Tout cela fut dit en excellents termes et avec une telle apparence de conviction, qu’à l’entendre, San-Privato, s’il n’eût obéi au louable désir de parcourir une carrière où il espérait rendre quelques services à son pays, aurait regardé comme le bonheur suprême de vivre à jamais au Morillon, ainsi que son cher cousin Maurice, qu’il engageait, au nom de leur amitié d’enfance, à persévérer dans la simplicité de ses goûts.

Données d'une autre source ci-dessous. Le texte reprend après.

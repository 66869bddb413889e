use tracing::trace;

use crate::types::{AnalyzedOperation, DetailIndex, ResultSet};

/// Order, bound and index a list of analyzed operations.
///
/// Sorting is stable on timestamp (newest first) so equal timestamps keep
/// their incoming order. `total` counts operations before truncation; only
/// multi-member operations get a detail entry.
pub fn assemble(mut operations: Vec<AnalyzedOperation>, limit: usize) -> ResultSet {
    operations.sort_by(|a, b| b.operation.timestamp_nanos.cmp(&a.operation.timestamp_nanos));
    let total = operations.len();
    operations.truncate(limit);

    let mut detail_index = DetailIndex::new();
    let operations = operations
        .into_iter()
        .enumerate()
        .map(|(position, analyzed)| {
            if analyzed.operation.member_count > 1 {
                trace!("Indexing detail for position {}", position);
                detail_index.insert(position, analyzed.detail);
            }
            analyzed.operation
        })
        .collect();

    ResultSet {
        operations,
        total,
        detail_index,
    }
}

Cet entretien, dont nous avons donné une idée sommaire, dura tout le temps du dîner, puis l’on revint au salon. Madame San-Privato, un peu fatiguée du voyage, et sachant que d’habitude son frère et sa famille se retiraient de bonne heure, témoigna le désir de regagner son appartement ; mais, avant de se séparer, l’on convint d’une partie de montagne pour le lendemain. L’on irait, après une légère collation matinale, déjeuner à un chalet situé sur un des plateaux les plus élevés du Jura, mais accessible aux chariots, madame San-Privato étant incapable d’accomplir à pied une pareille ascension. Ces divers arrangements convenus, les habitants du Morillon et leurs hôtes se séparèrent ; Charles Delmare regagna sa demeure.